A few years ago, a new anesthesia gadget called the BIS monitor, short for bi-spectral index, made the headlines. The claim was that this new monitor would ensure that the patient was truly "asleep" and unaware of the surgery...but not getting too much medication either. It works by calculating a score from EEG (brain-wave) patterns. The BIS monitor divided anesthesiologists - some felt it was the latest and greatest thing, others felt it was not particularly accurate.

This week, in the New England Journal of Medicine, a randomized study compared awareness after anesthesia in patients treated with standard monitoring versus the BIS monitor.

More than 6,000 patients were randomized to receive intra-operative monitoring by either BIS or End-Tidal Anesthesia Concentrations (the standard). Forty-nine patients reported intra-operative memories. Expert review determined that 9 of these patients (0.15%) had truly experienced definite awareness.

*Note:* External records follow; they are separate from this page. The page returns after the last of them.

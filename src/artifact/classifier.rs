use super::types::{
    ArtifactCategory, ArtifactEntry, Classification, Delimiter, ReportHeader, TableLayout,
};
use crate::error::ClassifyError;
use tracing::debug;

pub(crate) const HEADER_SECTION: &str = "[Header]";
pub(crate) const DATA_SECTION: &str = "[Data]";
pub(crate) const REPORT_KEY_COLUMN: &str = "SNP Name";
pub(crate) const MAP_KEY_COLUMN: &str = "Name";

/// Decoded text of a single-entry upload.
pub fn entry_text(entry: &ArtifactEntry) -> Result<&str, ClassifyError> {
    let text = std::str::from_utf8(&entry.bytes).map_err(|_| ClassifyError::Unreadable)?;
    let text = text.strip_prefix('\u{feff}').unwrap_or(text);
    if text.trim().is_empty() {
        return Err(ClassifyError::Empty);
    }
    Ok(text)
}

/// Sniffs the category of an upload and the field separator of its table.
#[derive(Debug, Clone)]
pub struct Classifier {
    candidates: Vec<Delimiter>,
    sample_rows: usize,
}

impl Classifier {
    pub fn new(candidates: Vec<Delimiter>, sample_rows: usize) -> Self {
        Self {
            candidates,
            sample_rows: sample_rows.max(1),
        }
    }

    pub fn candidates(&self) -> &[Delimiter] {
        &self.candidates
    }

    pub fn classify(&self, entry: &ArtifactEntry) -> Result<Classification, ClassifyError> {
        let text = entry_text(entry)?;
        let lines: Vec<&str> = text.lines().collect();
        let first = lines
            .iter()
            .position(|line| !line.trim().is_empty())
            .ok_or(ClassifyError::Empty)?;

        if lines[first].trim() != HEADER_SECTION {
            let layout = self.detect_layout(&lines, first, MAP_KEY_COLUMN)?;
            return Ok(Classification {
                category: ArtifactCategory::Map,
                layout: Some(layout),
                header: ReportHeader::default(),
            });
        }

        let data = lines
            .iter()
            .position(|line| line.trim() == DATA_SECTION);
        let header_block = &lines[first + 1..data.unwrap_or(lines.len())];

        let Some(data) = data else {
            debug!(entry = %entry.name, "header block without data section");
            return Ok(Classification {
                category: ArtifactCategory::Chip,
                layout: None,
                header: self.parse_report_header(header_block, None),
            });
        };

        let table_start = lines[data + 1..]
            .iter()
            .position(|line| !line.trim().is_empty())
            .map(|offset| data + 1 + offset)
            .ok_or(ClassifyError::MissingHeader)?;
        let layout = self.detect_layout(&lines, table_start, REPORT_KEY_COLUMN)?;
        let header = self.parse_report_header(header_block, Some(&layout.delimiter));

        Ok(Classification {
            category: ArtifactCategory::Genotype,
            layout: Some(layout),
            header,
        })
    }

    /// Pick the separator for the table whose column header sits at `header_line`.
    fn detect_layout(
        &self,
        lines: &[&str],
        header_line: usize,
        key_column: &str,
    ) -> Result<TableLayout, ClassifyError> {
        let header = lines[header_line];
        let sampled: Vec<&str> = lines[header_line + 1..]
            .iter()
            .filter(|line| !line.trim().is_empty())
            .take(self.sample_rows)
            .copied()
            .collect();

        let viable: Vec<(&Delimiter, Vec<String>)> = self
            .candidates
            .iter()
            .filter_map(|delimiter| {
                let columns: Vec<String> =
                    delimiter.split(header).into_iter().map(str::to_string).collect();
                if columns.len() < 2 {
                    return None;
                }
                let consistent = sampled
                    .iter()
                    .all(|row| delimiter.split(row).len() == columns.len());
                consistent.then_some((delimiter, columns))
            })
            .collect();

        let keyed: Vec<&(&Delimiter, Vec<String>)> = viable
            .iter()
            .filter(|(_, columns)| columns.iter().any(|c| c == key_column))
            .collect();
        let pool: Vec<&(&Delimiter, Vec<String>)> = if keyed.is_empty() {
            viable.iter().collect()
        } else {
            keyed
        };

        let (delimiter, columns) = pool.first().ok_or(ClassifyError::NoDelimiterMatch)?;
        let conflicting: Vec<String> = pool
            .iter()
            .filter(|(_, other)| other != columns)
            .map(|(d, _)| d.name())
            .collect();
        if !conflicting.is_empty() {
            let mut names = vec![delimiter.name()];
            names.extend(conflicting);
            return Err(ClassifyError::AmbiguousFormat(names));
        }

        debug!(delimiter = %delimiter, columns = columns.len(), "delimiter selected");
        Ok(TableLayout {
            delimiter: (*delimiter).clone(),
            header_line,
            columns: columns.clone(),
        })
    }

    /// Key/value pairs of the `[Header]` block. The value is the last non-empty
    /// field after the key, which covers `Content<TAB><TAB>chip.bpm`.
    fn parse_report_header(&self, block: &[&str], preferred: Option<&Delimiter>) -> ReportHeader {
        let mut header = ReportHeader::default();
        let order: Vec<&Delimiter> = preferred
            .into_iter()
            .chain(self.candidates.iter())
            .collect();

        for line in block.iter().filter(|line| !line.trim().is_empty()) {
            let parsed = order.iter().find_map(|delimiter| {
                let fields = delimiter.split(line);
                let (key, rest) = fields.split_first()?;
                let value = rest.iter().rev().find(|v| !v.is_empty())?;
                (!key.is_empty()).then(|| (key.to_string(), value.to_string()))
            });
            if let Some((key, value)) = parsed {
                header.fields.entry(key).or_insert(value);
            }
        }
        header
    }
}

#[cfg(test)]
mod tests {
    use super::*;

    fn classifier() -> Classifier {
        Classifier::new(
            ["\t", ",", " ", "-", ";"].into_iter().map(Delimiter::new).collect(),
            20,
        )
    }

    fn entry(text: &str) -> ArtifactEntry {
        ArtifactEntry::new("file.txt", text.as_bytes().to_vec())
    }

    const REPORT: &str = "[Header]\nGSGT Version\t2.0.4\nContent\t\tBovineSNP50_v3.bpm\nNum Samples\t2\n[Data]\nSNP Name\tSample ID\tAllele1 - AB\tAllele2 - AB\nARS-BFGL-1\tS1\tA\tB\nARS-BFGL-1\tS2\t-\t-\n";

    #[test]
    fn final_report_is_detected_with_tab() {
        let c = classifier().classify(&entry(REPORT)).unwrap();
        assert_eq!(c.category, ArtifactCategory::Genotype);
        let layout = c.layout.unwrap();
        assert_eq!(layout.delimiter, Delimiter::tab());
        assert_eq!(layout.header_line, 5);
        assert_eq!(layout.column("Allele2 - AB"), Some(3));
        assert_eq!(c.header.content(), Some("BovineSNP50_v3.bpm"));
        assert_eq!(c.header.num_samples(), Some(2));
    }

    #[test]
    fn comma_report_header_uses_table_delimiter() {
        let text = "[Header]\nContent,Chip60.bpm\n[Data]\nSNP Name,Sample ID,Allele1 - AB,Allele2 - AB\nX1,S1,A,A\n";
        let c = classifier().classify(&entry(text)).unwrap();
        assert_eq!(c.layout.unwrap().delimiter, Delimiter::new(","));
        assert_eq!(c.header.content(), Some("Chip60.bpm"));
    }

    #[test]
    fn map_table_is_default_category() {
        let text = "Index;Name;Chromosome;Position\n1;SNP1;1;100\n2;SNP2;1;200\n";
        let c = classifier().classify(&entry(text)).unwrap();
        assert_eq!(c.category, ArtifactCategory::Map);
        let layout = c.layout.unwrap();
        assert_eq!(layout.delimiter, Delimiter::new(";"));
        assert_eq!(layout.column("Name"), Some(1));
    }

    #[test]
    fn header_without_data_is_a_chip_descriptor() {
        let text = "[Header]\nContent\tChip50.bpm\n";
        let c = classifier().classify(&entry(text)).unwrap();
        assert_eq!(c.category, ArtifactCategory::Chip);
        assert!(c.layout.is_none());
        assert_eq!(c.header.content(), Some("Chip50.bpm"));
    }

    #[test]
    fn inconsistent_rows_match_no_delimiter() {
        let text = "Index\tName\n1\tA\t\textra\n";
        let c = Classifier::new(vec![Delimiter::tab()], 20);
        assert_eq!(c.classify(&entry(text)), Err(ClassifyError::NoDelimiterMatch));
    }

    #[test]
    fn disagreeing_candidates_are_ambiguous() {
        let text = "Index,Name;Pos\n1,A;5\n";
        let c = Classifier::new(vec![Delimiter::new(","), Delimiter::new(";")], 20);
        assert!(matches!(c.classify(&entry(text)), Err(ClassifyError::AmbiguousFormat(_))));
    }

    #[test]
    fn key_column_breaks_ties() {
        // hyphen splits header and rows into three fields too, without "SNP Name"
        let text = "[Header]\n[Data]\nSNP Name\tSample ID\tAllele1 - AB\tAllele2 - AB\nARS-BFGL-1\tS1\tA\tB\nARS-BFGL-2\tS1\tB\tB\n";
        let c = classifier().classify(&entry(text)).unwrap();
        let layout = c.layout.unwrap();
        assert_eq!(layout.delimiter, Delimiter::tab());
        assert_eq!(layout.columns[0], "SNP Name");
    }

    #[test]
    fn empty_and_binary_content_is_rejected() {
        assert_eq!(classifier().classify(&entry("  \n\n")), Err(ClassifyError::Empty));
        let binary = ArtifactEntry::new("x", vec![0xff, 0xfe, 0x00]);
        assert_eq!(classifier().classify(&binary), Err(ClassifyError::Unreadable));
        assert_eq!(
            classifier().classify(&entry("[Header]\nContent\tX\n[Data]\n\n")),
            Err(ClassifyError::MissingHeader)
        );
    }
}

The group with standard (End-Tidal monitoring) had a lower incidence of awareness: compared to 7 out of 2,861 patients in the BIS group, only 2 out of 2,852 patients in the standard group experienced definite awareness (p=0.98).

There was no statistically significant difference in the rate of intra-operative awareness between the two monitoring systems.

Editor's note: This is a good study that gives clinically helpful information. The BIS monitor isn't magic - there's still a lot about the state of consciousness (or lack thereof) that we don't fully understand. So, it's not surprising to me that the BIS monitoring system isn't foolproof.